Prokaryotic expression and activity of non-hemolytic phospholipase C of Mycobacterium abscess

目的原核表达脓肿分枝杆菌非溶血性磷脂酶C,并检测其生物学活性。方法以脓肿分枝杆菌标准株(ATCC19977)基因组DNA为模板,PCR扩增非溶血性磷脂酶C基因,克隆至pQE-30载体,构建重组原核表达质粒pQE-30-MAB_0555,转化大肠杆菌DH5α,IPTG诱导表达。表达的重组蛋白经Ni2+-NTA层析纯化后,采用杯碟法检测其生物学活性。结果重组原核表达质粒pQE-30-MAB_0555经PCR、双酶切及测序证明构建正确;表达的重组蛋白相对分子质量约为53 000,纯化后蛋白浓度为0.40 mg/ml,具有溶解蛋黄中卵磷脂的酶活性,无溶血活性。结论成功地在大肠杆菌DH5α中表达了非溶血性磷脂酶C,为进一步研究其生物学功能及其在脓肿分枝杆菌致病机制中的作用提供了材料,也为研制脓肿分枝杆菌临床治疗药物及寻找新的药物作用靶点提供了思路。

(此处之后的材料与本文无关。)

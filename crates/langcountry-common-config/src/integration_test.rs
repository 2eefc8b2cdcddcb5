use std::env;
use std::fs;
use tempfile::tempdir;

use super::*;

#[test]
fn test_full_config_loading_workflow() {
    let _lock = ENV_LOCK.lock().unwrap_or_else(|e| e.into_inner());
    env::set_var("LANGCOUNTRY_TEST_FALLBACK", "nl");

    let dir = tempdir().unwrap();
    let config_dir = dir.path().join(".langcountry");
    fs::create_dir_all(&config_dir).unwrap();
    let overrides = dir.path().join("overrides");
    fs::create_dir_all(&overrides).unwrap();

    // The override dir shadows the shipped Dutch bundle.
    let shipped = langcountry_i18n::catalog::bundled_data_dir().join("nl.json");
    let mut nl: serde_json::Value =
        serde_json::from_str(&fs::read_to_string(shipped).unwrap()).unwrap();
    nl["country_name_local"] = "Koninkrijk der Nederlanden".into();
    fs::write(overrides.join("nl.json"), nl.to_string()).unwrap();

    let config_content = format!(
        r#"
allowed: [nl, es_CO, en_US]
fallback: ${{LANGCOUNTRY_TEST_FALLBACK}}
session:
  locale_field: ${{LANGCOUNTRY_TEST_LOCALE_FIELD:-date_locale}}
dataset:
  override_dir: {}
"#,
        overrides.display()
    );
    fs::write(config_dir.join("config.yaml"), config_content).unwrap();

    let loader = ConfigLoader::new(dir.path());
    let config = loader.load().unwrap();
    env::remove_var("LANGCOUNTRY_TEST_FALLBACK");

    assert_eq!(config.fallback, "nl");
    assert_eq!(config.session.locale_field, "date_locale");
    assert_eq!(config.session.language_code_field, "language_code");
    assert_eq!(config.switcher.uri, "change_language_code");

    let service = config.build_service().unwrap();
    let session = service.session(None).unwrap();
    assert_eq!(session.current_locale(), &"nl");
    assert_eq!(session.country_name_local(), "Koninkrijk der Nederlanden");
    assert_eq!(service.session(Some("es")).unwrap().current_locale(), &"es_CO");

    let mut modified = config.clone();
    modified.fallback = "en_US".to_string();
    loader.save(&modified).unwrap();
    assert_eq!(loader.load().unwrap().fallback, "en_US");
}
//! Spans and timers for locale operations.

use std::future::Future;
use tracing::{debug_span, info_span, Instrument, Span};

/// Span around resolving one hint.
pub fn resolve_span(hint: Option<&str>) -> Span {
    debug_span!("resolve", hint = ?hint, code = tracing::field::Empty)
}

/// Span around loading one locale bundle.
pub fn catalog_span(code: &str) -> Span {
    debug_span!("catalog", code = %code)
}

/// Span around one HTTP request.
pub fn request_span(method: &str, path: &str) -> Span {
    info_span!(
        "request",
        method = %method,
        path = %path,
        locale = tracing::field::Empty,
        error = tracing::field::Empty,
    )
}

/// Instrument a future with a span.
pub fn instrument_future<F: Future>(future: F, span: Span) -> impl Future<Output = F::Output> {
    future.instrument(span)
}

/// Record the bound locale on the current span.
pub fn record_locale(code: &str) {
    Span::current().record("locale", tracing::field::display(code));
}

/// Record an error on the current span.
pub fn record_error(error: &dyn std::error::Error) {
    Span::current().record("error", tracing::field::display(error));
}

/// Logs the elapsed time of an operation when finished.
pub struct Timer {
    start: std::time::Instant,
    operation: &'static str,
}

impl Timer {
    /// Start a new timer.
    pub fn start(operation: &'static str) -> Self {
        Self {
            start: std::time::Instant::now(),
            operation,
        }
    }

    /// Elapsed time so far.
    pub fn elapsed(&self) -> std::time::Duration {
        self.start.elapsed()
    }

    /// Complete the timer and record duration.
    pub fn finish(self) -> std::time::Duration {
        let duration = self.start.elapsed();
        tracing::debug!(
            operation = %self.operation,
            duration_us = %duration.as_micros(),
            "operation completed"
        );
        duration
    }
}

/// Time a block of code, logging its duration at debug level.
#[macro_export]
macro_rules! timed {
    ($name:expr, $body:expr) => {{
        let _timer = $crate::spans::Timer::start($name);
        let result = $body;
        _timer.finish();
        result
    }};
}

pub use tracing::instrument;

#[cfg(test)]
mod tests {
    use super::*;
    use tracing_subscriber::EnvFilter;

    fn with_subscriber<F>(f: F)
    where
        F: FnOnce() + Send + 'static,
    {
        let subscriber = tracing_subscriber::fmt()
            .with_test_writer()
            .with_env_filter(EnvFilter::new("trace"))
            .finish();

        tracing::subscriber::with_default(subscriber, f);
    }

    #[test]
    fn test_nested_spans() {
        with_subscriber(|| {
            let request = request_span("GET", "/locale");
            let _request = request.enter();
            record_locale("nl");

            let resolve = resolve_span(Some("nl-BE"));
            let _resolve = resolve.enter();
            resolve.record("code", "nl");

            let catalog = catalog_span("nl");
            let _catalog = catalog.enter();
            tracing::debug!("loading bundle");
        });
    }

    #[test]
    fn test_error_recording() {
        with_subscriber(|| {
            let span = request_span("GET", "/change_language_code/xx");
            let _guard = span.enter();
            let error = std::io::Error::new(std::io::ErrorKind::NotFound, "no dataset");
            record_error(&error);
        });
    }

    #[tokio::test]
    async fn test_span_propagates_across_await() {
        let request = request_span("GET", "/");
        let value = instrument_future(
            async {
                let inner = instrument_future(async { 7 }, catalog_span("en"));
                inner.await * 6
            },
            request,
        )
        .await;
        assert_eq!(value, 42);
    }

    #[test]
    fn test_timer_and_macro() {
        let timer = Timer::start("sleep");
        std::thread::sleep(std::time::Duration::from_millis(5));
        assert!(timer.finish() >= std::time::Duration::from_millis(5));

        with_subscriber(|| {
            let result = timed!("macro_test", { "nl" });
            assert_eq!(result, "nl");
        });
    }
}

Objective To express the non-hemolytic phospholipase C（PLC） of Mycobacterium abscess in prokaryotic cells and determine its biological activity.Methods Non-hemolytic PLC gene was amplified by PCR using the genomic DNA of standard M.abscess strain（ATCC19977） as a template,and cloned into vector pQE-30.The constructed recombinant plasmid pQE-30-MAB0555 was transformed to E.coli DH5α for expression under induction of IPTG.The expressed recombinant protein was purified by Ni2＋-NAT chromatography and determined for biological activity by cylinder plate method.Results PCR,restriction analysis and sequencing proved that the recombinant plasmid pQE-30-MAB0555 was constructed correctly.The expressed recombinant protein,with a relative molecular mass of about 53 000,reached a concentration of 0.40 mg / ml after purification,and showed activity of dissolution of lecithin in yolk while showed no hemolytic activity.Conclusion Non-hemolytic PLC was successfully expressed in E.coli DH5α,which provided a material for further study on its biological function and its role in pathogenic mechanism of M.abscess,and a route for development of novel drugs for clinical therapy of M.abscess infection.